RECORDS FOR THE EXERCISE:
Start of Block

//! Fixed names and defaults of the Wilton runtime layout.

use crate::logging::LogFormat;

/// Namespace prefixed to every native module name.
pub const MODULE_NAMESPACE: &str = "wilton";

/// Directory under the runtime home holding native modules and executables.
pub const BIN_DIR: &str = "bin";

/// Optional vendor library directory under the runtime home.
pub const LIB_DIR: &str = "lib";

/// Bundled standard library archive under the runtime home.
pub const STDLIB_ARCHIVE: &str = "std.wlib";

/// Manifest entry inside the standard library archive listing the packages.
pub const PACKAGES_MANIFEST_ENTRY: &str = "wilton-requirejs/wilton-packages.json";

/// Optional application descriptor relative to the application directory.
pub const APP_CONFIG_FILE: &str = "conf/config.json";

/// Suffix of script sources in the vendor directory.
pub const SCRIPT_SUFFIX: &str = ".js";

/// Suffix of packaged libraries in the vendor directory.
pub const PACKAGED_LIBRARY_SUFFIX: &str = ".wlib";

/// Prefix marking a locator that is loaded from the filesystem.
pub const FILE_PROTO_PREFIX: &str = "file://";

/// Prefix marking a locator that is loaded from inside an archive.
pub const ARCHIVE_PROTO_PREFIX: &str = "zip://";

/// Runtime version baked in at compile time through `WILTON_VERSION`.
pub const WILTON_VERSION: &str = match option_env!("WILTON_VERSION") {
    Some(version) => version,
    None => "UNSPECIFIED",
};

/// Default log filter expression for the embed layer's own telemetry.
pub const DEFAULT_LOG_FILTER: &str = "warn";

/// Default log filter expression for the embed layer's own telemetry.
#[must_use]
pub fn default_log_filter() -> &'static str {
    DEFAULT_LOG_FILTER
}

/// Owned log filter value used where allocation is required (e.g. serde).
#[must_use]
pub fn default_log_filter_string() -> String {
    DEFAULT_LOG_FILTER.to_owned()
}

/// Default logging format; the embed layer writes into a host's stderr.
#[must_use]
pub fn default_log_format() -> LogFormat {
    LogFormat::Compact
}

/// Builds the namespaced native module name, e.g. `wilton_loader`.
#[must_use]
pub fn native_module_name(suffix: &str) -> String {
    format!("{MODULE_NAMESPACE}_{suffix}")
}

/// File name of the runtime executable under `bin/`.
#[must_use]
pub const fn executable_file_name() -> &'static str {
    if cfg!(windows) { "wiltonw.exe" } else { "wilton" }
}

End of Block
Start of Block

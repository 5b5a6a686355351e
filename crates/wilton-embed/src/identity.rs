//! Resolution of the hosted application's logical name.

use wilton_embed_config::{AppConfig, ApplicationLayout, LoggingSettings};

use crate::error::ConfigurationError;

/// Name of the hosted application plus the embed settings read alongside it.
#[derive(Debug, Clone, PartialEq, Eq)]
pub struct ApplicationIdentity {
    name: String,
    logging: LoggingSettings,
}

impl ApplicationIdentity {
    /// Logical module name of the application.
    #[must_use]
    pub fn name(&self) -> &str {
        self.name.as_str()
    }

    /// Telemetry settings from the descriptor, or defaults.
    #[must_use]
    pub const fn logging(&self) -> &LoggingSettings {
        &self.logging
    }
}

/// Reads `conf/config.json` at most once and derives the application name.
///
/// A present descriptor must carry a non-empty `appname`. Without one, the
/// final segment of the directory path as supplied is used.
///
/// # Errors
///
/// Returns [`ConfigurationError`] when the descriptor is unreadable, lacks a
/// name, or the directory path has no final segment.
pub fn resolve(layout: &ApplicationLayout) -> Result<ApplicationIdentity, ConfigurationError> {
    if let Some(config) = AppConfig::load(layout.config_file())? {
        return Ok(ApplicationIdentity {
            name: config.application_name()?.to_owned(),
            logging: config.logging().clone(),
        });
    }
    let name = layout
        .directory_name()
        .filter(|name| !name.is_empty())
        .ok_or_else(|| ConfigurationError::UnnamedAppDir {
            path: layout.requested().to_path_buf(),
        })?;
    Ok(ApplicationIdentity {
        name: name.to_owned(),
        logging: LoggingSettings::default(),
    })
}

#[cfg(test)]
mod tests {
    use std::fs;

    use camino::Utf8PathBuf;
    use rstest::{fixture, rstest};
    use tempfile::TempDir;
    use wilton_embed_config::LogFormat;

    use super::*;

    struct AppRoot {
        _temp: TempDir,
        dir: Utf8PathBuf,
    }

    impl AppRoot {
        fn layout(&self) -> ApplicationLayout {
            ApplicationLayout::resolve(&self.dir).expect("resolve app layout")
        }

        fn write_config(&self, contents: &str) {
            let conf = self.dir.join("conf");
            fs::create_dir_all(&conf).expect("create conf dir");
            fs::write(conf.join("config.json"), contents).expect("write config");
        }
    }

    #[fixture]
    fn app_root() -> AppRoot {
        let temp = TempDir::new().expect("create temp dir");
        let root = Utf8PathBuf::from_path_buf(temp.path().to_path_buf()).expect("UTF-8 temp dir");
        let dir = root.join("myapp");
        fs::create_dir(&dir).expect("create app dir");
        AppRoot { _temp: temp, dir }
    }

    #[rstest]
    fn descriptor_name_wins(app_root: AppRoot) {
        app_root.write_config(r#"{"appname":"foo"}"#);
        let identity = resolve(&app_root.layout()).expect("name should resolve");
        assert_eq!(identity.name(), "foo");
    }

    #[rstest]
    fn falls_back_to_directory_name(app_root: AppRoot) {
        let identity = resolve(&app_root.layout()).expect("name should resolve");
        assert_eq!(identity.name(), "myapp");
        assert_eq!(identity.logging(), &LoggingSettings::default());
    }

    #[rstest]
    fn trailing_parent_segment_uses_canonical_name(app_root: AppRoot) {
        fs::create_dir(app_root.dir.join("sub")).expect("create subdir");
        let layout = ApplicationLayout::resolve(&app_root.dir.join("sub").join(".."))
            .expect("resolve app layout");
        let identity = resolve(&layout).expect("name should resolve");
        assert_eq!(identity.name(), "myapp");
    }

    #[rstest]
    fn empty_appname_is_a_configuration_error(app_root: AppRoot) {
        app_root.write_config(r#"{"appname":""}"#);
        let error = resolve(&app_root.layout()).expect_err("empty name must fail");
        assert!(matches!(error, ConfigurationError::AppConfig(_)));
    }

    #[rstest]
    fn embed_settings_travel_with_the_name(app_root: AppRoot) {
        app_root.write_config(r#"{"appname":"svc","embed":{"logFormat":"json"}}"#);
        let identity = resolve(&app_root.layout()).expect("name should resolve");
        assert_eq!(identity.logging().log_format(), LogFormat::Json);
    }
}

End of Block
Start of Block

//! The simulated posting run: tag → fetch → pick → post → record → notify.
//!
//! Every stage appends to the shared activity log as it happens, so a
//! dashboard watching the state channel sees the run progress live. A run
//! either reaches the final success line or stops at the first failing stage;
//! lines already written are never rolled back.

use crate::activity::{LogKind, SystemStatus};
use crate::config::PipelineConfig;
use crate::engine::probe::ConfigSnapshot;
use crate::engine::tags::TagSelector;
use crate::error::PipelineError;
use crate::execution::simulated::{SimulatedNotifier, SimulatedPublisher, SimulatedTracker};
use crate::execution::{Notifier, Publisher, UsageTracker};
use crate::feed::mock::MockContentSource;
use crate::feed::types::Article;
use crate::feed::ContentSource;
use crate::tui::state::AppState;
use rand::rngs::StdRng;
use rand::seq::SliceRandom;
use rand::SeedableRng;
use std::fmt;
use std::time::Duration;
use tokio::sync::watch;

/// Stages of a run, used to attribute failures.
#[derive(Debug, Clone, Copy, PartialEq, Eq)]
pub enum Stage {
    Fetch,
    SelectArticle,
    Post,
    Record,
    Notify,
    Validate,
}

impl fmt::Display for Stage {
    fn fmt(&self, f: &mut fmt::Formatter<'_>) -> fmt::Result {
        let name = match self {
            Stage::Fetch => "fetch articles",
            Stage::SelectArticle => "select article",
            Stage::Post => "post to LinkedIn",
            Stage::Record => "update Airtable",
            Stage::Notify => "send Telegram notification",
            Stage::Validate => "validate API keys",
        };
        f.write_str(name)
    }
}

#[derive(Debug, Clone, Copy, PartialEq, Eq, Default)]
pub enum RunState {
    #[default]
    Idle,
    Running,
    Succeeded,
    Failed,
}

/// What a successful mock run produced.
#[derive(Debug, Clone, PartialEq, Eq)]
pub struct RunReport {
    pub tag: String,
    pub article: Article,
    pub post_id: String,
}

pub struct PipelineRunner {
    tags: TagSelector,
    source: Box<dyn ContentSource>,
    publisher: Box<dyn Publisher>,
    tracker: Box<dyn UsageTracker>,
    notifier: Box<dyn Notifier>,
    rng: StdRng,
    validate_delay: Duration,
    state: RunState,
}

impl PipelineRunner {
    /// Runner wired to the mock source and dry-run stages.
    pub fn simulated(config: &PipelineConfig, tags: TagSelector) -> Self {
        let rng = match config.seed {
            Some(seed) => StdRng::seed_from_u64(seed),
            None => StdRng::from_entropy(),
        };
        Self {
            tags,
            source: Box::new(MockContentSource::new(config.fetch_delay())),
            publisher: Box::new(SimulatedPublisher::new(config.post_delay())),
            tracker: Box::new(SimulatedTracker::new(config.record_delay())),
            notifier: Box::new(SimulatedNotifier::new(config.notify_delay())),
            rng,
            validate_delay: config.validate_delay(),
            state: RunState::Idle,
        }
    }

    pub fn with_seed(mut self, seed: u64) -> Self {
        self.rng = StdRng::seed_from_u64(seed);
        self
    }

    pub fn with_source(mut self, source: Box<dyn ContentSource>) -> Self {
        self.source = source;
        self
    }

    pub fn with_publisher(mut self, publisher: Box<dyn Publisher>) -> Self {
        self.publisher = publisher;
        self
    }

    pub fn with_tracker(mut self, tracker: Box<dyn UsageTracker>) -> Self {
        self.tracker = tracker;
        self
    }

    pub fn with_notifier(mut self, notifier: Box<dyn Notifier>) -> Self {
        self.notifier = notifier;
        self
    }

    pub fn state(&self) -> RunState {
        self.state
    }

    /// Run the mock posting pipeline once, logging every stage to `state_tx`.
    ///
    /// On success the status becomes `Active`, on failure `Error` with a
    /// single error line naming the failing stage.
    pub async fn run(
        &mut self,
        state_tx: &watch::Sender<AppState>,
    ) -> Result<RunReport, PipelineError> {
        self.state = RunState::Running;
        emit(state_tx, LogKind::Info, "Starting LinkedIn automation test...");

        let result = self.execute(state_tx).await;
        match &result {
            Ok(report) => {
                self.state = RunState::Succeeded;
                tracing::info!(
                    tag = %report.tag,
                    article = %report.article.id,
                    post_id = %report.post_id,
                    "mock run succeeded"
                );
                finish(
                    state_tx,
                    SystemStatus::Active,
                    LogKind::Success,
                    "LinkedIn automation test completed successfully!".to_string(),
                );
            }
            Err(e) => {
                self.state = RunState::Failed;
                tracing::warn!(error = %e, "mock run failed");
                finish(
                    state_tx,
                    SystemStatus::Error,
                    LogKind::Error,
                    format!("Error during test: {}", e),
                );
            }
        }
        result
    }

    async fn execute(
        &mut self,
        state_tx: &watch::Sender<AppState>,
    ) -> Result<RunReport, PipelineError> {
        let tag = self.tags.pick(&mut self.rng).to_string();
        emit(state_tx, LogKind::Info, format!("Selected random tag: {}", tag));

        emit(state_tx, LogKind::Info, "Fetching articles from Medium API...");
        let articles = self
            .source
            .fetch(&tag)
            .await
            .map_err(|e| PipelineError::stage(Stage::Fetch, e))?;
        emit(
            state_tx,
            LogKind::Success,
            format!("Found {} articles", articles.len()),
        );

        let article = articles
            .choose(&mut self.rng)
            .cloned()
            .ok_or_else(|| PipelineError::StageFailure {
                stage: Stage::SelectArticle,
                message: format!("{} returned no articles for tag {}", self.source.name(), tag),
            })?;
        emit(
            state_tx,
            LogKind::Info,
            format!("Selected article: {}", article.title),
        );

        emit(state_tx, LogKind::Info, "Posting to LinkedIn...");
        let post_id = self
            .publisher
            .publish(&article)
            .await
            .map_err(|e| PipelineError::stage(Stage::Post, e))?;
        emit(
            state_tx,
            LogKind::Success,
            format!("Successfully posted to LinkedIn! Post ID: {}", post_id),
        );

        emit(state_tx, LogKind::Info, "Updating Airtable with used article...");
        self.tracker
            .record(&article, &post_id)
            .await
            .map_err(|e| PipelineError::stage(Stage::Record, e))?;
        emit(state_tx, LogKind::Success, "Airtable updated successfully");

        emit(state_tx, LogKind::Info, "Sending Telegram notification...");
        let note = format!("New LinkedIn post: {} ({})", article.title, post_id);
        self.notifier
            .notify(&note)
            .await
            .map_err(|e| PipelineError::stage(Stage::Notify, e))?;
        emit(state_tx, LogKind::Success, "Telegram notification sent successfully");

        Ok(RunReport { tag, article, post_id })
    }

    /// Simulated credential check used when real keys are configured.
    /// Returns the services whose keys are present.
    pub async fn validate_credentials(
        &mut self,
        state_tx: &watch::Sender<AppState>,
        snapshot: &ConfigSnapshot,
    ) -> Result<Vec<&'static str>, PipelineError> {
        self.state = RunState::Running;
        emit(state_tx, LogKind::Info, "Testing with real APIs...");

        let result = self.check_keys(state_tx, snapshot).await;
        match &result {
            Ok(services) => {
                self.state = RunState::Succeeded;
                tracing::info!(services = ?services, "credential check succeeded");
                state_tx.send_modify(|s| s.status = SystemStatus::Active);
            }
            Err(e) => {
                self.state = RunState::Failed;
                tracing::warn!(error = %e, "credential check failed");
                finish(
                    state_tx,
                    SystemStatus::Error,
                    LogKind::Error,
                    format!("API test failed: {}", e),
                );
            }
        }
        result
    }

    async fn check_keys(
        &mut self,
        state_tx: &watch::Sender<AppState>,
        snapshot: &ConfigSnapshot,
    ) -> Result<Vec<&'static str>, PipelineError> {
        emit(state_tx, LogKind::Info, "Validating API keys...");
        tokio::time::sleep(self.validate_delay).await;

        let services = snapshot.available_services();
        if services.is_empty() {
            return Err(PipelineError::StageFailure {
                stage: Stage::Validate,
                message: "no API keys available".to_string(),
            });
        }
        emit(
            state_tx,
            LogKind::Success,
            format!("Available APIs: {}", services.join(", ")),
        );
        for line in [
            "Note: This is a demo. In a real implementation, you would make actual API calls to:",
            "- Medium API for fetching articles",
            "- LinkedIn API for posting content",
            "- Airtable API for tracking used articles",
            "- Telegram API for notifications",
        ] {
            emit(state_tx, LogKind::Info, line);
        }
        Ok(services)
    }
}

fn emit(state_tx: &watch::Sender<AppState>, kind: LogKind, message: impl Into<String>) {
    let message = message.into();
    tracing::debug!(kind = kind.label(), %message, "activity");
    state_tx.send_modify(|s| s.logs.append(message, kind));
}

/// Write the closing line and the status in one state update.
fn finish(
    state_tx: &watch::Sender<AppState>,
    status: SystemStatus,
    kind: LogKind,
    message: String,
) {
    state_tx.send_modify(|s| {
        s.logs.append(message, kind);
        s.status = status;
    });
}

End of Block

ACTION ITEM:
In the preceding material, find each line holding the word "Some" and copy it out.

ANSWER SPACE:
    Some(version) => version,
    if let Some(config) = AppConfig::load(layout.config_file())? {
            Some(seed) => StdRng::seed_from_u64(seed),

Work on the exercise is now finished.